We built a robot butler (but don’t throw out the ironing board just yet)


We built a robot butler (but don’t throw out the ironing board just yet)

The idea of a robotic servant is a lot older than you probably realise. It doesn’t just go back to the 1960s cartoon series The Jetsons, whose Rosie the robot could prepare meals, clean the house, and solve unexpected troubles. As early as the 3rd century BC, the ancient Greek scientist Philo of Byzantium built an iconic human-like robot maid that could pour wine when a cup was placed in its hand.

More recently we have seen vacuum cleaner robots, donkey/horse-like robots for carrying heavy loads, and even robots managing hotels. But as scientists, we are always driven by futuristic ideas. We have dreamed of intelligent machines that could help us with all our unbearable activities. After all, who likes to clean the house, wash the dishes or do the laundry? As part of a European project named CloPeMa, my colleagues and I have attempted to make the dream of a domestic robot real by developing a machine capable of understanding and manipulating clothes.

Handling clothes without ripping them is something we all do effortlessly without even thinking about it. But it’s a much more difficult task for a robot since clothes are deformable and flexible objects that change their state from the very moment they are picked up.

We do not notice the sheer amount of dexterity and sensing capacity that is required to fold garments. Try to imagine folding a towel without knowing what it looks and feels like and with your arms in plaster casts. This would be a very challenging and demanding venture for us humans, let alone a computer controlled robot.

The aim of the CloPeMa project was to develop computer algorithms that would enable a robot to perceive and understand clothes so that it could sort and flatten them. We started with a dual-arm industrial robot and gave it a pair of actuated robotic eyes, developed by Glasgow University’s computer vision and graphics team, that allow the robot to see clothing and working area in three dimensions. The robot is then able to look around its working area and detect shapes, surfaces and edges in order to understand what it is in front of it.

The robot’s eye and its viewpoint while figuring out what to do next

We then programmed the robot to use these visual observations to create a computer model of the clothing including its size, material type and whether it has any wrinkles. The robot can also tell the difference between different categories of clothes such as jeans, shirts, sweaters and t-shirts. Its two hands (a pair of pliers to be accurate) then give it the dexterity to pick up, flatten, fold and unfold clothes.

The problem is the computational power and time required to turn the sensed information into actions.
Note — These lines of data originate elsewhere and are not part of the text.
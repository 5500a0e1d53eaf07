//! In-memory fake of [`GpuDevice`] for tests and GPU-less hosts.
//!
//! Shaders are checked by [`crate::interface`] but never executed. A draw
//! stands in for the split-screen program: it maps the `aPosition` quad
//! through `uScaleX`/`uTranslateX`, fills the covered rectangle of the
//! current window surface and samples the bound texture along `aTexCoord`.
//! Real rendering lives in the `duocam-gles` crate.
//!
//! Contexts bind per thread. A context may be current on at most one thread
//! and every GL call fails unless its context is current on the caller.

use std::collections::HashMap;
use std::sync::{Arc, Mutex, MutexGuard};
use std::thread::{self, ThreadId};

use duocam_codec_core::{
    ConfigAttribs, ConfigId, ContextId, DisplayId, GpuDevice, GpuObjectCounts, Primitive,
    ProgramId, ShaderId, ShaderStage, Surface, SurfaceId, SurfaceTexture, TextureFilter,
    TextureId, TextureParam, TextureTarget, TextureWrap, UniformLocation, VideoFrame,
};
use duocam_common::{DuocamError, DuocamResult};

use crate::interface::{self, ProgramInterface, ShaderInterface, UniformType};

pub const MAX_TEXTURE_UNITS: u32 = 8;
pub const MAX_VERTEX_ATTRIBS: u32 = 8;

const DEFAULT_DISPLAY: DisplayId = DisplayId(1);
const RGBA8888_CONFIG: ConfigId = ConfigId(1);

#[derive(Debug, Clone, Copy)]
struct Binding {
    display: DisplayId,
    context: ContextId,
    surface: Option<SurfaceId>,
}

#[derive(Debug)]
struct TextureObject {
    target: Option<TextureTarget>,
    image: Option<Arc<VideoFrame>>,
    min_filter: TextureFilter,
    mag_filter: TextureFilter,
    wrap_s: TextureWrap,
    wrap_t: TextureWrap,
}

impl Default for TextureObject {
    fn default() -> Self {
        Self {
            target: None,
            image: None,
            min_filter: TextureFilter::Linear,
            mag_filter: TextureFilter::Linear,
            wrap_s: TextureWrap::Repeat,
            wrap_t: TextureWrap::Repeat,
        }
    }
}

#[derive(Debug)]
struct ShaderObject {
    stage: ShaderStage,
    source: String,
    compiled: Option<ShaderInterface>,
    log: String,
}

#[derive(Debug, Default)]
struct ProgramObject {
    attached: Vec<ShaderId>,
    linked: Option<ProgramInterface>,
    uniforms: Vec<f32>,
    log: String,
}

#[derive(Debug, Clone, Copy, Default)]
struct UnitBinding {
    texture_2d: Option<TextureId>,
    external: Option<TextureId>,
}

impl UnitBinding {
    fn slot(&mut self, target: TextureTarget) -> &mut Option<TextureId> {
        match target {
            TextureTarget::Texture2D => &mut self.texture_2d,
            TextureTarget::ExternalOes => &mut self.external,
        }
    }

    fn get(&self, target: TextureTarget) -> Option<TextureId> {
        match target {
            TextureTarget::Texture2D => self.texture_2d,
            TextureTarget::ExternalOes => self.external,
        }
    }
}

#[derive(Debug, Clone, Default)]
struct AttribArray {
    enabled: bool,
    size: u32,
    data: Vec<f32>,
}

impl AttribArray {
    fn vertex(&self, index: usize) -> [f32; 2] {
        let size = self.size as usize;
        let at = |component: usize| {
            if self.enabled && component < size {
                self.data.get(index * size + component).copied().unwrap_or(0.0)
            } else {
                0.0
            }
        };
        [at(0), at(1)]
    }
}

#[derive(Debug, Clone, Copy)]
struct Viewport {
    x: i32,
    y: i32,
    width: u32,
    height: u32,
}

/// Window-surface pixels, bottom row first like GL.
#[derive(Debug)]
struct Framebuffer {
    width: u32,
    height: u32,
    pixels: Vec<[u8; 4]>,
}

impl Framebuffer {
    fn new(width: u32, height: u32) -> Self {
        Self {
            width,
            height,
            pixels: vec![[0; 4]; (width * height) as usize],
        }
    }

    fn clear(&mut self, rgba: [f32; 4]) {
        let color = rgba.map(to_byte);
        self.pixels.fill(color);
    }

    fn put(&mut self, x: u32, y: u32, rgba: [f32; 4]) {
        let index = (y * self.width + x) as usize;
        self.pixels[index] = rgba.map(to_byte);
    }

    fn to_top_down(&self) -> Vec<u8> {
        let mut data = Vec::with_capacity(self.pixels.len() * 4);
        for row in self.pixels.chunks(self.width.max(1) as usize).rev() {
            for pixel in row {
                data.extend_from_slice(pixel);
            }
        }
        data
    }
}

fn to_byte(c: f32) -> u8 {
    (c.clamp(0.0, 1.0) * 255.0).round() as u8
}

#[derive(Debug)]
struct ContextState {
    display: DisplayId,
    textures: HashMap<TextureId, TextureObject>,
    shaders: HashMap<ShaderId, ShaderObject>,
    programs: HashMap<ProgramId, ProgramObject>,
    active_unit: u32,
    units: Vec<UnitBinding>,
    attribs: Vec<AttribArray>,
    viewport: Option<Viewport>,
    clear_color: [f32; 4],
    current_program: Option<ProgramId>,
}

impl ContextState {
    fn new(display: DisplayId) -> Self {
        Self {
            display,
            textures: HashMap::new(),
            shaders: HashMap::new(),
            programs: HashMap::new(),
            active_unit: 0,
            units: vec![UnitBinding::default(); MAX_TEXTURE_UNITS as usize],
            attribs: vec![AttribArray::default(); MAX_VERTEX_ATTRIBS as usize],
            viewport: None,
            clear_color: [0.0, 0.0, 0.0, 0.0],
            current_program: None,
        }
    }

    fn program_mut(&mut self, program: ProgramId) -> DuocamResult<&mut ProgramObject> {
        self.programs
            .get_mut(&program)
            .ok_or_else(|| DuocamError::gpu(format!("{program:?} does not exist")))
    }

    fn linked(&self, program: ProgramId) -> DuocamResult<&ProgramInterface> {
        self.programs
            .get(&program)
            .ok_or_else(|| DuocamError::gpu(format!("{program:?} does not exist")))?
            .linked
            .as_ref()
            .ok_or_else(|| DuocamError::gpu(format!("{program:?} is not linked")))
    }

    fn bound_texture(&mut self, target: TextureTarget) -> DuocamResult<&mut TextureObject> {
        let id = self.units[self.active_unit as usize]
            .get(target)
            .ok_or_else(|| DuocamError::gpu(format!("no texture bound to {target:?}")))?;
        self.textures
            .get_mut(&id)
            .ok_or_else(|| DuocamError::gpu(format!("{id:?} does not exist")))
    }
}
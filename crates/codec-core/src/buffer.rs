//! Buffer-queue protocol shared by decoders and encoders.

use std::fmt;
use std::ops::{BitOr, BitOrAssign};

/// Per-buffer flags.
#[derive(Clone, Copy, PartialEq, Eq, Hash, Default)]
pub struct BufferFlags(u32);

impl BufferFlags {
    pub const NONE: Self = Self(0);
    pub const KEY_FRAME: Self = Self(1);
    pub const CODEC_CONFIG: Self = Self(1 << 1);
    pub const END_OF_STREAM: Self = Self(1 << 2);

    pub fn bits(&self) -> u32 {
        self.0
    }

    pub fn contains(&self, other: Self) -> bool {
        self.0 & other.0 == other.0
    }

    pub fn is_empty(&self) -> bool {
        self.0 == 0
    }

    pub fn without(self, other: Self) -> Self {
        Self(self.0 & !other.0)
    }
}

impl BitOr for BufferFlags {
    type Output = Self;

    fn bitor(self, rhs: Self) -> Self {
        Self(self.0 | rhs.0)
    }
}

impl BitOrAssign for BufferFlags {
    fn bitor_assign(&mut self, rhs: Self) {
        self.0 |= rhs.0;
    }
}

impl fmt::Debug for BufferFlags {
    fn fmt(&self, f: &mut fmt::Formatter<'_>) -> fmt::Result {
        let mut names = Vec::new();
        if self.contains(Self::KEY_FRAME) {
            names.push("KEY_FRAME");
        }
        if self.contains(Self::CODEC_CONFIG) {
            names.push("CODEC_CONFIG");
        }
        if self.contains(Self::END_OF_STREAM) {
            names.push("END_OF_STREAM");
        }
        if names.is_empty() {
            write!(f, "BufferFlags(NONE)")
        } else {
            write!(f, "BufferFlags({})", names.join(" | "))
        }
    }
}

/// Metadata of a dequeued output buffer.
#[derive(Debug, Clone, Copy, PartialEq, Eq, Default)]
pub struct BufferInfo {
    pub offset: usize,
    pub size: usize,
    pub presentation_time_us: i64,
    pub flags: BufferFlags,
}

impl BufferInfo {
    pub fn is_end_of_stream(&self) -> bool {
        self.flags.contains(BufferFlags::END_OF_STREAM)
    }

    pub fn is_codec_config(&self) -> bool {
        self.flags.contains(BufferFlags::CODEC_CONFIG)
    }
}

/// Result of polling a codec's output queue.
#[derive(Debug, Clone, PartialEq, Eq)]
pub enum OutputEvent {
    /// Nothing ready within the timeout.
    TryAgainLater,
    /// The output format is now known; query it before the next buffer.
    FormatChanged,
    /// A buffer is ready and must be released by index.
    Buffer { index: usize, info: BufferInfo },
}
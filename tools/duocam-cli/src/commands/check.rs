//! Check codec backend availability.

use duocam_gles::GlesGpu;
use duocam_gst::{probe_environment, H264_ENCODERS};

pub fn run() -> anyhow::Result<()> {
    println!("DuoCam System Check");
    println!("{}", "=".repeat(50));

    let env = probe_environment();
    match &env.version {
        Some(version) => println!("[OK] {version}"),
        None => println!("[FAIL] GStreamer could not be initialized"),
    }

    match &env.encoder {
        Some(name) if env.hardware_encoder => println!("[OK] H.264 encoder: {name} (hardware)"),
        Some(name) => println!("[OK] H.264 encoder: {name} (software)"),
        None => {
            println!("[FAIL] No H.264 encoder found");
            println!("     Looked for: {}", H264_ENCODERS.join(", "));
        }
    }

    if env.missing_elements.is_empty() {
        if env.version.is_some() {
            println!("[OK] Required elements present");
        }
    } else {
        println!("[FAIL] Missing elements: {}", env.missing_elements.join(", "));
    }

    let egl = GlesGpu::is_available();
    if egl {
        println!("[OK] EGL display with OpenGL ES 2.0");
    } else {
        println!("[FAIL] No usable EGL display (headless hosts can set EGL_PLATFORM=surfaceless)");
    }

    println!("[OK] Software backend: always available (Y4M output)");

    println!();
    if env.is_usable() && egl {
        println!("GStreamer backend is ready. `duocam merge` will write MP4/H.264.");
    } else {
        println!("GStreamer backend is unavailable. Use `--backend software` or install the missing plugins and EGL drivers.");
    }

    Ok(())
}
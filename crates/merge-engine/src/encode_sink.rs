//! Encoder + muxer session consuming frames from a shared input surface.
//!
//! ```text
//! Uninitialized ──init──▶ Started ──finish──▶ Finished ──▶ Released
//!                            │                    │
//!                            └──── codec error ───┴──▶ Failed
//! ```
//!
//! Transitions and drains happen under one lock; the per-frame render
//! callback runs with it released. Calls that do not fit the current state
//! are logged and ignored. A codec or muxer error during
//! a drain tears the session down and parks it in `Failed`; the merge
//! pipeline checks for that state itself.

use std::path::{Path, PathBuf};
use std::sync::{Arc, Mutex, MutexGuard};
use std::time::{Duration, Instant};

use duocam_codec_core::{
    CodecFactory, ContainerFormat, MediaFormat, MediaMuxer, OutputEvent, Surface, VideoEncoder,
};
use duocam_common::{DuocamError, DuocamResult, EncoderSettings, PipelineSettings};

#[derive(Debug, Clone, Copy, PartialEq, Eq)]
pub enum SinkState {
    Uninitialized,
    Started,
    Finished,
    Released,
    Failed,
}

#[derive(Debug, Clone, Copy, PartialEq, Eq, Default)]
pub struct SinkStats {
    pub samples_written: u64,
    pub bytes_written: u64,
    pub buffers_released: u64,
}

struct Inner {
    state: SinkState,
    encoder: Option<Box<dyn VideoEncoder>>,
    muxer: Option<Box<dyn MediaMuxer>>,
    surface: Option<Surface>,
    track: Option<usize>,
    muxer_started: bool,
    failure: Option<String>,
    stats: SinkStats,
}

pub struct EncodeSink {
    codecs: Arc<dyn CodecFactory>,
    output: PathBuf,
    container: ContainerFormat,
    settings: EncoderSettings,
    eos_poll: Duration,
    eos_deadline: Duration,
    inner: Mutex<Inner>,
}

impl std::fmt::Debug for EncodeSink {
    fn fmt(&self, f: &mut std::fmt::Formatter<'_>) -> std::fmt::Result {
        f.debug_struct("EncodeSink")
            .field("output", &self.output)
            .field("container", &self.container)
            .field("state", &self.state())
            .finish()
    }
}

impl EncodeSink {
    pub fn new(
        codecs: Arc<dyn CodecFactory>,
        output: &Path,
        settings: EncoderSettings,
        pipeline: &PipelineSettings,
    ) -> Self {
        Self {
            codecs,
            output: output.to_path_buf(),
            container: ContainerFormat::from_path(output),
            settings,
            eos_poll: pipeline.eos_poll(),
            eos_deadline: pipeline.eos_drain_timeout(),
            inner: Mutex::new(Inner {
                state: SinkState::Uninitialized,
                encoder: None,
                muxer: None,
                surface: None,
                track: None,
                muxer_started: false,
                failure: None,
                stats: SinkStats::default(),
            }),
        }
    }

    fn lock(&self) -> MutexGuard<'_, Inner> {
        self.inner
            .lock()
            .unwrap_or_else(|poisoned| poisoned.into_inner())
    }

    pub fn output_path(&self) -> &Path {
        &self.output
    }

    pub fn state(&self) -> SinkState {
        self.lock().state
    }

    pub fn is_failed(&self) -> bool {
        self.state() == SinkState::Failed
    }

    /// Why the session failed, if it did.
    pub fn failure(&self) -> Option<String> {
        self.lock().failure.clone()
    }

    pub fn stats(&self) -> SinkStats {
        self.lock().stats
    }

    /// Surface the render context should draw into. `None` before `init`
    /// and after the session ends.
    pub fn input_surface(&self) -> Option<Surface> {
        self.lock().surface.clone()
    }

    /// Format handed to the encoder.
    pub fn encoder_format(&self) -> MediaFormat {
        let s = &self.settings;
        MediaFormat::video(s.mime.clone(), s.width, s.height)
            .with_frame_rate(s.frame_rate as f64)
            .with_bit_rate(s.bit_rate)
            .with_key_frame_interval(s.key_frame_interval_secs)
    }

    /// Configure and start the encoder and open the muxer. Returns the
    /// encoder's input surface.
    pub fn init(&self) -> DuocamResult<Surface> {
        let mut inner = self.lock();
        if inner.state != SinkState::Uninitialized {
            tracing::warn!(state = ?inner.state, "init() called in invalid state");
            return Err(DuocamError::encoder_session(format!(
                "init while {:?}",
                inner.state
            )));
        }

        let format = self.encoder_format();
        let mut encoder = self.codecs.create_encoder(&format.mime)?;
        let surface = match Self::start_encoder(encoder.as_mut(), &format) {
            Ok(surface) => surface,
            Err(e) => {
                encoder.release();
                return Err(e);
            }
        };
        let muxer = match self.codecs.create_muxer(&self.output, self.container) {
            Ok(muxer) => muxer,
            Err(e) => {
                let _ = encoder.stop();
                encoder.release();
                surface.release();
                return Err(e);
            }
        };

        tracing::info!(
            output = %self.output.display(),
            mime = %format.mime,
            width = self.settings.width,
            height = self.settings.height,
            bit_rate = self.settings.bit_rate,
            frame_rate = self.settings.frame_rate,
            "Encode session started"
        );
        inner.encoder = Some(encoder);
        inner.muxer = Some(muxer);
        inner.surface = Some(surface.clone());
        inner.state = SinkState::Started;
        Ok(surface)
    }

    fn start_encoder(encoder: &mut dyn VideoEncoder, format: &MediaFormat) -> DuocamResult<Surface> {
        encoder.configure(format)?;
        let surface = encoder.create_input_surface()?;
        encoder.start()?;
        Ok(surface)
    }

    /// Run `render` against the input surface, then drain whatever the
    /// encoder has produced without waiting for more. Skipped, without
    /// calling `render`, unless the session is started. `render` may call
    /// back into the sink. Returns whether the frame was accepted.
    pub fn encode_frame<F>(&self, render: F) -> bool
    where
        F: FnOnce(&Surface),
    {
        let surface = {
            let inner = self.lock();
            if inner.state != SinkState::Started {
                tracing::warn!(state = ?inner.state, "encode_frame() called in invalid state, skipping");
                return false;
            }
            inner.surface.clone()
        };
        if let Some(surface) = &surface {
            render(surface);
        }

        let mut inner = self.lock();
        if inner.state != SinkState::Started {
            tracing::warn!(state = ?inner.state, "Session ended while rendering, skipping drain");
            return false;
        }
        self.drain(&mut inner, false);
        inner.state == SinkState::Started
    }

    /// Signal end of input, drain everything, then shut the encoder and
    /// muxer down. A second call is a logged no-op.
    pub fn finish(&self) {
        let mut inner = self.lock();
        match inner.state {
            SinkState::Started | SinkState::Finished => {}
            SinkState::Released => {
                tracing::warn!("finish() called after already released");
                return;
            }
            other => {
                tracing::warn!(state = ?other, "finish() called in invalid state");
                return;
            }
        }
        inner.state = SinkState::Finished;

        if let Some(encoder) = inner.encoder.as_mut() {
            if let Err(e) = encoder.signal_end_of_input_stream() {
                tracing::error!(error = %e, "Failed to signal end of input stream");
            }
        }

        self.drain(&mut inner, true);
        if inner.state == SinkState::Failed {
            return;
        }

        if let Some(mut encoder) = inner.encoder.take() {
            if let Err(e) = encoder.stop() {
                tracing::error!(error = %e, "Error stopping encoder");
            }
            encoder.release();
        }
        let mut muxer_failure = None;
        if let Some(mut muxer) = inner.muxer.take() {
            if inner.muxer_started {
                if let Err(e) = muxer.stop() {
                    tracing::error!(error = %e, "Error stopping muxer");
                    muxer_failure = Some(e.to_string());
                }
            }
            muxer.release();
        }
        inner.surface = None;

        if let Some(message) = muxer_failure {
            inner.failure = Some(message);
            inner.state = SinkState::Failed;
            return;
        }
        inner.state = SinkState::Released;
        tracing::info!(
            output = %self.output.display(),
            samples = inner.stats.samples_written,
            bytes = inner.stats.bytes_written,
            "Encode session finished"
        );
    }

    /// Tear the session down without draining. Used when a merge is
    /// abandoned before `finish`.
    pub fn abort(&self) {
        let mut inner = self.lock();
        if matches!(inner.state, SinkState::Released | SinkState::Failed) {
            return;
        }
        Self::teardown(&mut inner);
        inner.state = SinkState::Released;
        tracing::debug!(output = %self.output.display(), "Encode session aborted");
    }

    fn teardown(inner: &mut Inner) {
        if let Some(mut encoder) = inner.encoder.take() {
            let _ = encoder.stop();
            encoder.release();
        }
        if let Some(mut muxer) = inner.muxer.take() {
            muxer.release();
        }
        if let Some(surface) = inner.surface.take() {
            surface.release();
        }
    }

    fn drain(&self, inner: &mut Inner, end_of_stream: bool) {
        if !matches!(inner.state, SinkState::Started | SinkState::Finished) {
            return;
        }
        if let Err(e) = self.try_drain(inner, end_of_stream) {
            tracing::error!(error = %e, end_of_stream, "Encoder drain failed; session released");
            inner.failure = Some(e.to_string());
            Self::teardown(inner);
            inner.state = SinkState::Failed;
        }
    }

    fn try_drain(&self, inner: &mut Inner, end_of_stream: bool) -> DuocamResult<()> {
        let Inner {
            encoder,
            muxer,
            track,
            muxer_started,
            stats,
            ..
        } = inner;
        let (Some(encoder), Some(muxer)) = (encoder.as_mut(), muxer.as_mut()) else {
            return Err(DuocamError::encoder_session("encoder or muxer missing"));
        };
        let timeout = if end_of_stream {
            self.eos_poll
        } else {
            Duration::ZERO
        };
        let deadline = Instant::now() + self.eos_deadline;

        loop {
            match encoder.dequeue_output_buffer(timeout)? {
                OutputEvent::TryAgainLater => {
                    if !end_of_stream {
                        break;
                    }
                    if Instant::now() >= deadline {
                        return Err(DuocamError::encoder_session(format!(
                            "encoder did not reach end of stream within {:?}",
                            self.eos_deadline
                        )));
                    }
                }
                OutputEvent::FormatChanged => {
                    if *muxer_started {
                        return Err(DuocamError::encoder_session(
                            "encoder output format changed twice",
                        ));
                    }
                    let format = encoder.output_format()?;
                    tracing::info!(mime = %format.mime, "Output format known; starting muxer");
                    *track = Some(muxer.add_track(&format)?);
                    muxer.start()?;
                    *muxer_started = true;
                }
                OutputEvent::Buffer { index, info } => {
                    if info.size != 0 && *muxer_started {
                        let track = track.ok_or_else(|| {
                            DuocamError::encoder_session("muxer started without a track")
                        })?;
                        let data = encoder.output_buffer(index)?;
                        muxer.write_sample_data(track, data, &info)?;
                        stats.samples_written += 1;
                        stats.bytes_written += info.size as u64;
                        tracing::trace!(
                            size = info.size,
                            pts_us = info.presentation_time_us,
                            "Wrote sample"
                        );
                    }
                    encoder.release_output_buffer(index)?;
                    stats.buffers_released += 1;
                    if info.is_end_of_stream() {
                        break;
                    }
                }
            }
        }
        Ok(())
    }
}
Sorting garments takes four minutes per item (video above), folding a t-shirt takes five minutes, and flattening a square towel (paper) can take up to 15 minutes. It’s fair to say commercial and industrial uses of CloPeMa are not around the corner. We’re still a long way from a situation where we could all have such a robot at home.

However, the CloPeMa team is not alone and researchers around the world have made considerable progress in developing a laundry robot. For example, the University of California Berkeley’s PR2 robot can perform numerous garment handling tasks, such as unfolding and folding towels and pairing socks. Research is advancing fast enough that in a few years we will start seeing robots that can execute more than one kind of task.

And while we tend to think of robots as anthropomorphic machines, we actually already have robots as “smart” white good appliances at homes. For instance, washing machines that adapt their washing cycles to the clothes type or automated home beer brewing machines (a kind of modern version of Philo’s robot maid).

The dream, of course, is still to have robots intelligent enough that we only have to command them once to do our household chores, and not supervise them at all.

The Conversation

 

This article was originally published on The Conversation. Read the original article.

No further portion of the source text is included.